They're truncated. So, what's the scarp?
The scarp is the abrupt edge where we suddenly lose the hills.
And the hills are gone here.
But this is the real reason I stopped here.
We did have a kind of a pre-production Zoom meeting with Brady and Gary and myself.
And Brady's like, "Wow, if those are really as impressive as they appear on imagery, um, man, this is and yes, come on.
Isn't this worth an episode, Brady?"
Again, they're not conicle piles. They are they are like salmon all kind of work swimming towards us. They're coming upstream. They've got their heads upstream and their tails downstream.
And you're like, why are you talking about water suddenly?
I'm talking about water because the Missoula floods came from the north.
The Cheni Paloo flood track cruising through here and totally removing the loose.
But in a few of these places, sculpting the loose but leaving these isolated um petrified salmon. What Yeah, I think right in here next to an abandoned homestead, I think something like this, Brady, could be uh an excellent place to uh to talk about the loose, to talk about the the hills, to talk about the wheat. The wheat's looking pretty damn good right now.
And that loose hills twominute thing I sent you. I think Tom Foster and I were right here.

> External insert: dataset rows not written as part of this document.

use anyhow::Result;
use console::style;
use taxchat::session::{ChatSession, Update, SUGGESTED_REPLIES};

use crate::inputs::read_attachment;
use crate::prompt::{Input, Prompt};

pub struct Chat<'a> {
    session: ChatSession,
    prompt: Box<dyn Prompt + 'a>,
}

impl<'a> Chat<'a> {
    pub fn new(session: ChatSession, prompt: Box<dyn Prompt + 'a>) -> Self {
        Chat { session, prompt }
    }

    pub async fn start(&mut self) -> Result<()> {
        self.prompt.ready();

        loop {
            if self.session.quick_replies_enabled() {
                self.prompt.render_quick_replies(&SUGGESTED_REPLIES);
            }

            match self.prompt.get_input()? {
                Input::Message(text) => {
                    self.session.set_input(text);
                    if self.session.submit_input().is_some() {
                        self.await_reply().await;
                    }
                }
                Input::Attach { source, paths } => {
                    let mut files = Vec::with_capacity(paths.len());
                    for path in &paths {
                        match read_attachment(path) {
                            Ok(file) => files.push(file),
                            Err(e) => {
                                let _ = cliclack::log::error(e.to_string());
                            }
                        }
                    }
                    if files.len() != paths.len() {
                        continue;
                    }
                    if self.session.attach_files(files, source).is_some() {
                        self.render_pending();
                    }
                }
                Input::QuickReply(index) => match SUGGESTED_REPLIES.get(index) {
                    Some(reply) => {
                        if self.session.select_quick_reply(reply).is_some() {
                            self.await_reply().await;
                        }
                    }
                    None => {
                        let _ = cliclack::log::warning(format!(
                            "There are only {} suggestions",
                            SUGGESTED_REPLIES.len()
                        ));
                    }
                },
                Input::Exit => break,
                Input::Help | Input::AskAgain => continue,
            }
        }

        self.prompt.close();
        Ok(())
    }

    /// Send one message and print the reply, without prompting
    pub async fn headless_start(&mut self, initial_message: String) -> Result<()> {
        if self.session.submit(initial_message, Vec::new()).is_some() {
            self.await_reply().await;
        }
        Ok(())
    }

    async fn await_reply(&mut self) {
        self.prompt.show_busy();
        let mut started = false;

        while let Some(update) = self.session.next_update().await {
            match update {
                Update::ReplyStarted { .. } | Update::ReplyDelta { .. } if !started => {
                    self.prompt.hide_busy();
                    print!("{} ", style("Accountant:").green().bold());
                    started = true;
                    if let Update::ReplyDelta { text, .. } = update {
                        self.prompt.render_delta(&text);
                    }
                }
                Update::ReplyDelta { text, .. } => self.prompt.render_delta(&text),
                Update::ReplyFinished { .. } => {
                    self.prompt.hide_busy();
                    self.prompt.render_reply_end();
                }
                Update::Failed { .. } => {
                    self.prompt.hide_busy();
                    if started {
                        self.prompt.render_reply_end();
                    }
                }
                _ => {}
            }
        }

        self.prompt.hide_busy();
    }

    fn render_pending(&self) {
        let names: Vec<String> = self
            .session
            .pending_attachments()
            .iter()
            .map(|file| {
                let name = file.name.clone().unwrap_or_else(|| file.content_type.clone());
                match file.text_preview() {
                    Ok(preview) if file.is_text() => format!("{} ({})", name, preview),
                    _ => name,
                }
            })
            .collect();
        self.prompt.render_pending(&names);
    }
}

#[cfg(test)]
mod tests {
    use super::*;
    use anyhow::anyhow;
    use async_trait::async_trait;
    use std::collections::VecDeque;
    use std::io::Write;
    use std::sync::{Arc, Mutex};
    use taxchat::attachments::AttachmentSource;
    use taxchat::client::ChatTransport;
    use taxchat::models::message::Message;
    use taxchat::providers::base::TextStream;
    use taxchat::session::{Notifier, NotifyLevel};

    struct CannedTransport {
        fragments: Vec<&'static str>,
    }

    #[async_trait]
    impl ChatTransport for CannedTransport {
        async fn open(&self, _messages: Vec<Message>) -> anyhow::Result<TextStream> {
            if self.fragments.is_empty() {
                return Err(anyhow!("connection refused"));
            }
            let items: Vec<anyhow::Result<String>> =
                self.fragments.iter().map(|f| Ok(f.to_string())).collect();
            Ok(Box::pin(futures::stream::iter(items)))
        }
    }

    #[derive(Default)]
    struct Notices(Mutex<Vec<String>>);

    impl Notifier for Notices {
        fn notify(&self, message: &str, _level: NotifyLevel) {
            self.0.lock().unwrap().push(message.to_string());
        }
    }

    /// Replays scripted input and records what would be printed
    #[derive(Default)]
    struct ScriptedPrompt {
        inputs: VecDeque<Input>,
        output: Arc<Mutex<String>>,
        pending: Arc<Mutex<Vec<String>>>,
    }

    impl Prompt for ScriptedPrompt {
        fn get_input(&mut self) -> Result<Input> {
            Ok(self.inputs.pop_front().unwrap_or(Input::Exit))
        }
        fn show_busy(&mut self) {}
        fn hide_busy(&mut self) {}
        fn render_delta(&mut self, text: &str) {
            self.output.lock().unwrap().push_str(text);
        }
        fn render_reply_end(&mut self) {
            self.output.lock().unwrap().push('\n');
        }
        fn render_pending(&self, names: &[String]) {
            *self.pending.lock().unwrap() = names.to_vec();
        }
        fn render_quick_replies(&self, _replies: &[&str]) {}
        fn close(&self) {}
        fn ready(&self) {}
    }

    fn session(fragments: Vec<&'static str>, notices: Arc<Notices>) -> ChatSession {
        ChatSession::new(Arc::new(CannedTransport { fragments }), notices)
    }

    #[tokio::test]
    async fn test_message_then_quick_reply() -> Result<()> {
        let prompt = ScriptedPrompt {
            inputs: VecDeque::from(vec![
                Input::Message("hello".to_string()),
                Input::QuickReply(2),
                Input::Exit,
            ]),
            ..Default::default()
        };
        let output = prompt.output.clone();
        let mut chat = Chat::new(
            session(vec!["Hi! ", "How can I help with your taxes?"], Arc::default()),
            Box::new(prompt),
        );

        chat.start().await?;

        let conversation = chat.session.conversation();
        assert_eq!(conversation.len(), 4);
        assert_eq!(conversation[2].content, "What is a W-2 form?");
        assert_eq!(
            output.lock().unwrap().as_str(),
            "Hi! How can I help with your taxes?\nHi! How can I help with your taxes?\n"
        );
        Ok(())
    }

    #[tokio::test]
    async fn test_message_is_sent_as_typed() -> Result<()> {
        let prompt = ScriptedPrompt {
            inputs: VecDeque::from(vec![
                Input::Message("   ".to_string()),
                Input::Message("  hello  ".to_string()),
            ]),
            ..Default::default()
        };
        let mut chat = Chat::new(session(vec!["Hi!"], Arc::default()), Box::new(prompt));

        chat.start().await?;

        let conversation = chat.session.conversation();
        assert_eq!(conversation.len(), 2);
        assert_eq!(conversation[0].content, "  hello  ");
        Ok(())
    }

    #[tokio::test]
    async fn test_attach_file_and_send_alone() -> Result<()> {
        let mut file = tempfile::Builder::new().suffix(".txt").tempfile()?;
        write!(file, "Filing status: single")?;

        let prompt = ScriptedPrompt {
            inputs: VecDeque::from(vec![
                Input::Attach {
                    source: AttachmentSource::Dialog,
                    paths: vec![file.path().to_path_buf()],
                },
                Input::Message(String::new()),
            ]),
            ..Default::default()
        };
        let pending = prompt.pending.clone();
        let mut chat = Chat::new(session(vec!["Noted."], Arc::default()), Box::new(prompt));

        chat.start().await?;

        assert_eq!(pending.lock().unwrap().len(), 1);
        assert!(pending.lock().unwrap()[0].contains("Filing status: single"));
        let conversation = chat.session.conversation();
        assert_eq!(conversation.len(), 2);
        assert_eq!(conversation[0].attachments.len(), 1);
        assert!(chat.session.pending_attachments().is_empty());
        Ok(())
    }

    #[tokio::test]
    async fn test_rejected_drop_is_reported() -> Result<()> {
        let file = tempfile::Builder::new().suffix(".pdf").tempfile()?;
        let notices = Arc::new(Notices::default());
        let prompt = ScriptedPrompt {
            inputs: VecDeque::from(vec![Input::Attach {
                source: AttachmentSource::Drop,
                paths: vec![file.path().to_path_buf()],
            }]),
            ..Default::default()
        };
        let mut chat = Chat::new(session(vec!["unused"], notices.clone()), Box::new(prompt));

        chat.start().await?;

        assert!(chat.session.pending_attachments().is_empty());
        assert_eq!(
            *notices.0.lock().unwrap(),
            vec!["Only image and text files are allowed!".to_string()]
        );
        Ok(())
    }

    #[tokio::test]
    async fn test_headless_failure_notifies() -> Result<()> {
        let notices = Arc::new(Notices::default());
        let mut chat = Chat::new(
            session(Vec::new(), notices.clone()),
            Box::new(ScriptedPrompt::default()),
        );

        chat.headless_start("hello".to_string()).await?;

        assert_eq!(chat.session.conversation().len(), 1);
        assert_eq!(notices.0.lock().unwrap().len(), 1);
        Ok(())
    }
}
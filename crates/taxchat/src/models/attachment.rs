use anyhow::{anyhow, Result};
use base64::{engine::general_purpose::STANDARD, Engine as _};
use serde::{Deserialize, Serialize};

/// Content type that forces the conversation onto the document-capable model
pub const PDF_CONTENT_TYPE: &str = "application/pdf";

/// Number of characters shown in a text attachment preview
pub const PREVIEW_CHARS: usize = 100;

#[derive(Debug, Clone, PartialEq, Eq, Serialize, Deserialize)]
#[serde(rename_all = "camelCase")]
/// A file attached to a single message, identified by its declared content type
///
/// The payload travels inline as a `data:` url so the whole conversation can be
/// replayed to the server on every turn.
pub struct Attachment {
    #[serde(default, skip_serializing_if = "Option::is_none")]
    pub name: Option<String>,
    pub content_type: String,
    pub url: String,
}

impl Attachment {
    /// Build an attachment from raw bytes, encoding them as a base64 data url
    pub fn from_bytes<T: Into<String>>(name: Option<String>, content_type: T, data: &[u8]) -> Self {
        let content_type = content_type.into();
        let url = format!("data:{};base64,{}", content_type, STANDARD.encode(data));
        Self {
            name,
            content_type,
            url,
        }
    }

    pub fn is_pdf(&self) -> bool {
        self.content_type == PDF_CONTENT_TYPE
    }

    pub fn is_image(&self) -> bool {
        self.content_type.starts_with("image/")
    }

    pub fn is_text(&self) -> bool {
        self.content_type.starts_with("text/")
    }

    /// The base64 part of the data url
    pub fn base64_data(&self) -> Result<&str> {
        let (header, data) = self
            .url
            .split_once(',')
            .ok_or_else(|| anyhow!("Attachment url is not a data url"))?;
        if !header.starts_with("data:") || !header.ends_with(";base64") {
            return Err(anyhow!("Unsupported attachment url: {}", header));
        }
        Ok(data)
    }

    /// Decode the payload of the data url
    pub fn data(&self) -> Result<Vec<u8>> {
        Ok(STANDARD.decode(self.base64_data()?)?)
    }

    /// Decode the payload as UTF-8 text, replacing invalid sequences
    pub fn text(&self) -> Result<String> {
        Ok(String::from_utf8_lossy(&self.data()?).into_owned())
    }

    /// Short preview of a text attachment: the first hundred characters, with an
    /// ellipsis once the content reaches that length
    pub fn text_preview(&self) -> Result<String> {
        let text = self.text()?;
        let mut preview: String = text.chars().take(PREVIEW_CHARS).collect();
        if preview.chars().count() >= PREVIEW_CHARS {
            preview.push_str("...");
        }
        Ok(preview)
    }
}
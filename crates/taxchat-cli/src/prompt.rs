use anyhow::Result;
use std::path::PathBuf;
use taxchat::attachments::AttachmentSource;

pub mod cliclack;

pub trait Prompt {
    fn get_input(&mut self) -> Result<Input>;
    fn show_busy(&mut self);
    fn hide_busy(&mut self);
    /// Print streamed reply text as it arrives
    fn render_delta(&mut self, text: &str);
    fn render_reply_end(&mut self);
    fn render_pending(&self, names: &[String]);
    fn render_quick_replies(&self, replies: &[&str]);
    fn close(&self);
    fn ready(&self) {
        println!("\n");
        println!("Ask anything about W-2 forms, deductions or filing status. Type /? for help.");
        println!("\n");
    }
}

#[derive(Debug, PartialEq)]
pub enum Input {
    AskAgain, // Ask the user for input again. Control flow command.
    Message(String),
    Attach {
        source: AttachmentSource,
        paths: Vec<PathBuf>,
    },
    QuickReply(usize),
    Help,
    Exit,
}

/// Interpret a line typed at the prompt
///
/// Commands are matched on the trimmed line; a message keeps the text as typed.
pub fn parse_input(text: &str) -> Input {
    let trimmed = text.trim();
    let (command, rest) = match trimmed.split_once(char::is_whitespace) {
        Some((command, rest)) => (command, rest.trim()),
        None => (trimmed, ""),
    };

    let source = match command.to_ascii_lowercase().as_str() {
        "/exit" | "/quit" => return Input::Exit,
        "/?" | "/help" => return Input::Help,
        "/q" => {
            return match rest.parse::<usize>() {
                Ok(n) if n >= 1 => Input::QuickReply(n - 1),
                _ => Input::AskAgain,
            }
        }
        "/attach" => AttachmentSource::Dialog,
        "/drop" => AttachmentSource::Drop,
        "/paste" => AttachmentSource::Paste,
        _ => return Input::Message(text.to_string()),
    };

    let paths: Vec<PathBuf> = rest.split_whitespace().map(PathBuf::from).collect();
    if paths.is_empty() {
        Input::AskAgain
    } else {
        Input::Attach { source, paths }
    }
}

pub fn print_help() {
    println!("Commands:");
    println!("/attach <files> - Attach images or text files, as through the upload button");
    println!("/drop <files> - Attach files as if dropped onto the chat");
    println!("/paste <files> - Attach files as if pasted into the input");
    println!("/q <n> - Send suggested reply number n");
    println!("/exit - Exit the session");
    println!("/? - Display this help message");
    println!("An empty message sends the attached files on their own.");
}
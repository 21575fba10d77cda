use super::{
    anthropic::AnthropicProvider, base::Provider, configs::ProviderConfig,
    openai::OpenAiProvider,
};
use anyhow::Result;

pub fn get_provider(config: ProviderConfig) -> Result<Box<dyn Provider>> {
    match config {
        ProviderConfig::OpenAi(openai_config) => Ok(Box::new(OpenAiProvider::new(openai_config)?)),
        ProviderConfig::Anthropic(anthropic_config) => {
            Ok(Box::new(AnthropicProvider::new(anthropic_config)?))
        }
    }
}

#[cfg(test)]
mod tests {
    use super::*;
    use crate::providers::configs::{AnthropicProviderConfig, OpenAiProviderConfig};

    #[test]
    fn test_get_provider_keeps_model() -> Result<()> {
        let openai = ProviderConfig::OpenAi(OpenAiProviderConfig {
            host: "https://api.openai.com".to_string(),
            api_key: "key".to_string(),
            model: "gpt-4o".to_string(),
            temperature: None,
            max_tokens: None,
        });
        assert_eq!(get_provider(openai)?.model(), "gpt-4o");

        let anthropic = ProviderConfig::Anthropic(AnthropicProviderConfig {
            host: "https://api.anthropic.com".to_string(),
            api_key: "key".to_string(),
            model: "claude-3-5-sonnet-latest".to_string(),
            temperature: None,
            max_tokens: Some(2048),
        });
        assert_eq!(get_provider(anthropic)?.model(), "claude-3-5-sonnet-latest");
        Ok(())
    }
}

That place that everybody thinks is Microsoft background or whatever screen saver was right in here.
Yeah. So, we can go up this road a ways if you like, but I I think I think it's all right here. I think this this is looking great.
So, I think this is our loose spot to film, assuming you want to film a loose standup.
And you can certainly zoom above me. You can get the red shirt uh tight and then you can sorry and then you can fly away from me and just have endless slopes of green and blue sky and then truly uh four minutes away.
We'll just do this in one continuous shot.
Now I'm driving essentially west and uh oh uh oh some of our rolling hills are getting interrupted.
So there's one of our scarps.
You can kind of see the brown where the the slope just steepens.
And if that appeals to you Brady, we can we can just ask why why are we suddenly getting a steep uh slope?
Because we just established that these loose hills are so contoured. They're so graceful. There there's never an inter interruption. Well, this is an interruption. Why? Cuz some Missoula flood water came right through here, right between that building and the other slope.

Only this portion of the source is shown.